Se já corro para ver um Godard no cinema normalmente, este em 3D, me fez ir mais rápido ainda ao cinema, uma vez que produções alternativas assim não duram muito em grandes salas com qualidade e tecnologia para exibição deste recurso, até porque os donos do negócio estão mais é interessados em tirar logo o chato do filme europeu que vai ser visto por meia dúzia de gatos pingados pra lotar a casa com algum Vingadores ou Senhor dos Aneis da vida. Na verdade, perdi a paciência com o 3D rapidamente. Vi duas ou três coisas, uma só que valera a pena, e de resto pareceu-me que não compensava visualmente para a dor de cabeça a incômodo que me causava a utilização daqueles óculos. Mas, enfim, tinha curiosidade para ver como um cineasta bom, com ideias, viesse a utilizar o recurso.
Os tradicionais letreiros do diretor,
lançados na tela, também servem-se 
produtivamente do 3D.
Sim, já tinha visto o Hugo Cabret do Scorsese mas devo admitir que me decepcionei um pouco.
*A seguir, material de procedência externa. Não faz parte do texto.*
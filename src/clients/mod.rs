//! Outbound HTTP collaborators. Every client carries a finite request timeout.

pub mod identity;
pub mod razorpay;
pub mod relay;
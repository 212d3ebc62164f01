use prometheus::{
    Encoder, HistogramOpts, HistogramVec, IntCounterVec, IntGauge, Opts, Registry, TextEncoder,
};

use crate::error::AppError;

#[derive(Clone)]
pub struct Metrics {
    registry: Registry,
    pub ride_transitions_total: IntCounterVec,
    pub dispatch_events_total: IntCounterVec,
    pub dispatch_queue_depth: IntGauge,
    pub payment_verifications_total: IntCounterVec,
    pub gateway_latency_seconds: HistogramVec,
}

impl Metrics {
    pub fn new() -> Result<Self, AppError> {
        let registry = Registry::new();

        let ride_transitions_total = IntCounterVec::new(
            Opts::new("ride_transitions_total", "Ride state transitions by outcome"),
            &["transition", "outcome"],
        )
        .map_err(metric_error)?;

        let dispatch_events_total = IntCounterVec::new(
            Opts::new(
                "dispatch_events_total",
                "ride_request events sent to candidate drivers by outcome",
            ),
            &["outcome"],
        )
        .map_err(metric_error)?;

        let dispatch_queue_depth =
            IntGauge::new("dispatch_queue_depth", "Rides waiting for dispatch fan-out")
                .map_err(metric_error)?;

        let payment_verifications_total = IntCounterVec::new(
            Opts::new(
                "payment_verifications_total",
                "Gateway callbacks by signature outcome",
            ),
            &["outcome"],
        )
        .map_err(metric_error)?;

        let gateway_latency_seconds = HistogramVec::new(
            HistogramOpts::new(
                "gateway_latency_seconds",
                "Latency of payment gateway order creation in seconds",
            ),
            &["outcome"],
        )
        .map_err(metric_error)?;

        registry
            .register(Box::new(ride_transitions_total.clone()))
            .map_err(metric_error)?;
        registry
            .register(Box::new(dispatch_events_total.clone()))
            .map_err(metric_error)?;
        registry
            .register(Box::new(dispatch_queue_depth.clone()))
            .map_err(metric_error)?;
        registry
            .register(Box::new(payment_verifications_total.clone()))
            .map_err(metric_error)?;
        registry
            .register(Box::new(gateway_latency_seconds.clone()))
            .map_err(metric_error)?;

        Ok(Self {
            registry,
            ride_transitions_total,
            dispatch_events_total,
            dispatch_queue_depth,
            payment_verifications_total,
            gateway_latency_seconds,
        })
    }

    pub fn record_transition(&self, transition: &str, outcome: &str) {
        self.ride_transitions_total
            .with_label_values(&[transition, outcome])
            .inc();
    }

    pub fn encode(&self) -> Result<String, String> {
        let metric_families = self.registry.gather();
        let mut buffer = Vec::new();

        TextEncoder::new()
            .encode(&metric_families, &mut buffer)
            .map_err(|err| format!("failed to encode metrics: {err}"))?;

        String::from_utf8(buffer).map_err(|err| format!("metrics are not valid utf8: {err}"))
    }
}

fn metric_error(err: prometheus::Error) -> AppError {
    AppError::Internal(format!("failed to set up metrics: {err}"))
}
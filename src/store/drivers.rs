use chrono::{DateTime, Utc};

use crate::error::AppError;
use crate::models::driver::Driver;
use crate::store::non_blank;
use crate::store::table::{claim_all, Row, Table, UniqueIndex};

impl Row for Driver {
    fn touch(&mut self, at: DateTime<Utc>) {
        self.updated_at = at;
    }
}

pub struct DriverStore {
    table: Table<Driver>,
    by_clerk_id: UniqueIndex,
    by_phone: UniqueIndex,
    by_referral_code: UniqueIndex,
}

impl DriverStore {
    pub fn new() -> Self {
        Self {
            table: Table::new("driver"),
            by_clerk_id: UniqueIndex::new("clerkDriverId"),
            by_phone: UniqueIndex::new("phoneNumber"),
            by_referral_code: UniqueIndex::new("referralCode"),
        }
    }

    pub fn insert(&self, mut driver: Driver) -> Result<Driver, AppError> {
        let id = self.table.allocate_id();
        let now = Utc::now();
        driver.id = id;
        driver.created_at = now;
        driver.updated_at = now;

        claim_all(
            &[
                (&self.by_clerk_id, Some(driver.clerk_driver_id.as_str())),
                (&self.by_phone, Some(driver.phone_number.as_str())),
                (&self.by_referral_code, non_blank(&driver.referral_code)),
            ],
            id,
        )?;

        self.table.insert(id, driver.clone());
        Ok(driver)
    }

    pub fn get(&self, id: i64) -> Result<Driver, AppError> {
        self.table.require(id)
    }

    pub fn by_clerk_id(&self, clerk_driver_id: &str) -> Result<Driver, AppError> {
        self.by_clerk_id
            .lookup(clerk_driver_id)
            .and_then(|id| self.table.get(id))
            .ok_or_else(|| AppError::NotFound(format!("driver {clerk_driver_id} not found")))
    }

    pub fn update(
        &self,
        clerk_driver_id: &str,
        change: impl FnOnce(&mut Driver) -> Result<(), AppError>,
    ) -> Result<Driver, AppError> {
        let id = self
            .by_clerk_id
            .lookup(clerk_driver_id)
            .ok_or_else(|| AppError::NotFound(format!("driver {clerk_driver_id} not found")))?;

        let ((), driver) = self.table.update(id, change)?;
        Ok(driver)
    }

    pub fn all(&self) -> Vec<Driver> {
        self.table.all()
    }

    pub fn count(&self) -> usize {
        self.table.count()
    }
}

impl Default for DriverStore {
    fn default() -> Self {
        Self::new()
    }
}
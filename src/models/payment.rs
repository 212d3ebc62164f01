use chrono::{DateTime, Utc};
use rust_decimal::Decimal;
use serde::{Deserialize, Serialize};

#[derive(Debug, Clone, Copy, Serialize, Deserialize, PartialEq, Eq)]
#[serde(rename_all = "UPPERCASE")]
pub enum PaymentMethod {
    Cash,
    Online,
    Wallet,
}

#[derive(Debug, Clone, Copy, Serialize, Deserialize, PartialEq, Eq)]
#[serde(rename_all = "UPPERCASE")]
pub enum PaymentStatus {
    Pending,
    Success,
    Failed,
    Refunded,
}

impl PaymentStatus {
    /// `Pending -> Pending` covers order re-issue on retry.
    pub fn can_transition_to(self, next: PaymentStatus) -> bool {
        use PaymentStatus::*;

        matches!(
            (self, next),
            (Pending, Pending) | (Pending, Success) | (Pending, Failed) | (Success, Refunded)
        )
    }

    /// Amount and trip reference are frozen from here on.
    pub fn is_settled(self) -> bool {
        matches!(self, PaymentStatus::Success | PaymentStatus::Refunded)
    }
}

#[derive(Debug, Clone, Serialize, Deserialize)]
#[serde(rename_all = "camelCase")]
pub struct Payment {
    pub id: i64,
    pub trip_id: i64,
    pub clerk_user_id: String,
    pub clerk_driver_id: Option<String>,
    pub amount: Decimal,
    pub payment_method: PaymentMethod,
    pub payment_gateway: String,
    pub gateway_order_id: String,
    pub transaction_id: String,
    pub gateway_response: String,
    pub payment_status: PaymentStatus,
    pub created_at: DateTime<Utc>,
    pub updated_at: DateTime<Utc>,
}
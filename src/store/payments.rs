use chrono::{DateTime, Utc};

use crate::error::AppError;
use crate::models::payment::Payment;
use crate::store::table::{claim_all, Row, Table, UniqueIndex};

impl Row for Payment {
    fn touch(&mut self, at: DateTime<Utc>) {
        self.updated_at = at;
    }
}

pub struct PaymentStore {
    table: Table<Payment>,
    by_trip: UniqueIndex,
    by_order: UniqueIndex,
}

impl PaymentStore {
    pub fn new() -> Self {
        Self {
            table: Table::new("payment"),
            by_trip: UniqueIndex::new("rideId"),
            by_order: UniqueIndex::new("gatewayOrderId"),
        }
    }

    pub fn insert(&self, mut payment: Payment) -> Result<Payment, AppError> {
        let id = self.table.allocate_id();
        let now = Utc::now();
        payment.id = id;
        payment.created_at = now;
        payment.updated_at = now;

        let trip_key = payment.trip_id.to_string();
        claim_all(
            &[
                (&self.by_trip, Some(trip_key.as_str())),
                (&self.by_order, Some(payment.gateway_order_id.as_str())),
            ],
            id,
        )?;

        self.table.insert(id, payment.clone());
        Ok(payment)
    }

    pub fn for_trip(&self, trip_id: i64) -> Option<Payment> {
        self.by_trip
            .lookup(&trip_id.to_string())
            .and_then(|id| self.table.get(id))
    }

    /// Resolves a payment by the gateway order id it was created with.
    pub fn id_for_order(&self, order_id: &str) -> Option<i64> {
        self.by_order.lookup(order_id)
    }

    /// Points a re-issued gateway order at an existing payment row.
    pub fn reindex_order(&self, id: i64, old_order_id: &str, new_order_id: &str) -> Result<(), AppError> {
        self.by_order.claim(new_order_id, id)?;
        self.by_order.release(old_order_id, id);
        Ok(())
    }

    pub fn update<R>(
        &self,
        id: i64,
        change: impl FnOnce(&mut Payment) -> Result<R, AppError>,
    ) -> Result<(R, Payment), AppError> {
        self.table.update(id, change)
    }
}

impl Default for PaymentStore {
    fn default() -> Self {
        Self::new()
    }
}
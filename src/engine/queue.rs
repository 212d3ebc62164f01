use tokio::sync::mpsc;

use crate::error::AppError;
use crate::observability::metrics::Metrics;

/// A persisted ride waiting to be announced to nearby drivers.
#[derive(Debug, Clone, Copy, PartialEq, Eq)]
pub struct DispatchJob {
    pub trip_id: i64,
}

#[derive(Clone)]
pub struct DispatchQueue {
    tx: mpsc::Sender<DispatchJob>,
    metrics: Metrics,
}

impl DispatchQueue {
    pub fn new(capacity: usize, metrics: Metrics) -> (Self, mpsc::Receiver<DispatchJob>) {
        let (tx, rx) = mpsc::channel(capacity.max(1));
        (Self { tx, metrics }, rx)
    }

    /// The depth gauge is raised before the send so the worker's decrement never
    /// runs ahead of it.
    pub async fn enqueue(&self, job: DispatchJob) -> Result<(), AppError> {
        self.metrics.dispatch_queue_depth.inc();

        if let Err(err) = self.tx.send(job).await {
            self.metrics.dispatch_queue_depth.dec();
            return Err(AppError::Internal(format!("dispatch queue send failed: {err}")));
        }
        Ok(())
    }
}

#[cfg(test)]
mod tests {
    use super::{DispatchJob, DispatchQueue};
    use crate::error::AppError;
    use crate::observability::metrics::Metrics;

    #[tokio::test]
    async fn enqueue_tracks_queue_depth() {
        let metrics = Metrics::new().unwrap();
        let (queue, mut rx) = DispatchQueue::new(4, metrics.clone());

        queue.enqueue(DispatchJob { trip_id: 1 }).await.unwrap();
        queue.enqueue(DispatchJob { trip_id: 2 }).await.unwrap();

        assert_eq!(metrics.dispatch_queue_depth.get(), 2);
        assert_eq!(rx.recv().await, Some(DispatchJob { trip_id: 1 }));
    }

    #[tokio::test]
    async fn enqueue_after_worker_is_gone_fails() {
        let metrics = Metrics::new().unwrap();
        let (queue, rx) = DispatchQueue::new(4, metrics.clone());
        drop(rx);

        let err = queue.enqueue(DispatchJob { trip_id: 1 }).await.unwrap_err();
        assert!(matches!(err, AppError::Internal(_)));
        assert_eq!(metrics.dispatch_queue_depth.get(), 0);
    }

    #[tokio::test]
    async fn depth_is_raised_before_the_job_is_visible() {
        let metrics = Metrics::new().unwrap();
        let (queue, mut rx) = DispatchQueue::new(4, metrics.clone());

        queue.enqueue(DispatchJob { trip_id: 7 }).await.unwrap();
        let job = rx.recv().await.unwrap();
        metrics.dispatch_queue_depth.dec();

        assert_eq!(job, DispatchJob { trip_id: 7 });
        assert_eq!(metrics.dispatch_queue_depth.get(), 0);
    }
}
Todo mundo ficou muito fascinado e tudo mais, mas para mim pareceu meramente um grande carnaval estético com uma pitada poética cinematográfica que não foi suficiente para torná-lo um bom filme, mas isso já é outra história. Quanto a Godard, acho que utilizou a LINGUAGEM 3D muito bem no que se propunha e o resultado, para quem já cansou de ver só explosões saltando da tela, é interessante e válido. Desfoca o 3D, o duplica de forma genial, ironiza o próprio título utilizando um  "Ah", num plano avançado e um "Dieux" ao fundo naqueles seus tradicionais letreiros na tela, salienta um móvel, uma mão, um elemento qualquer saltando da tela, brinca com as palavras, com a comunicação, com o visual, com a linguagem. O que posso dizer é que a tecnologia colaborou com a LINGUAGEM do diretor que tem sua identidade tão consolidada e sua linha de discussão já tão estabelecida, que mesmo que quisesse dar adeus a ela, não conseguiria. Bem-vindo à nova linguagem, Godard.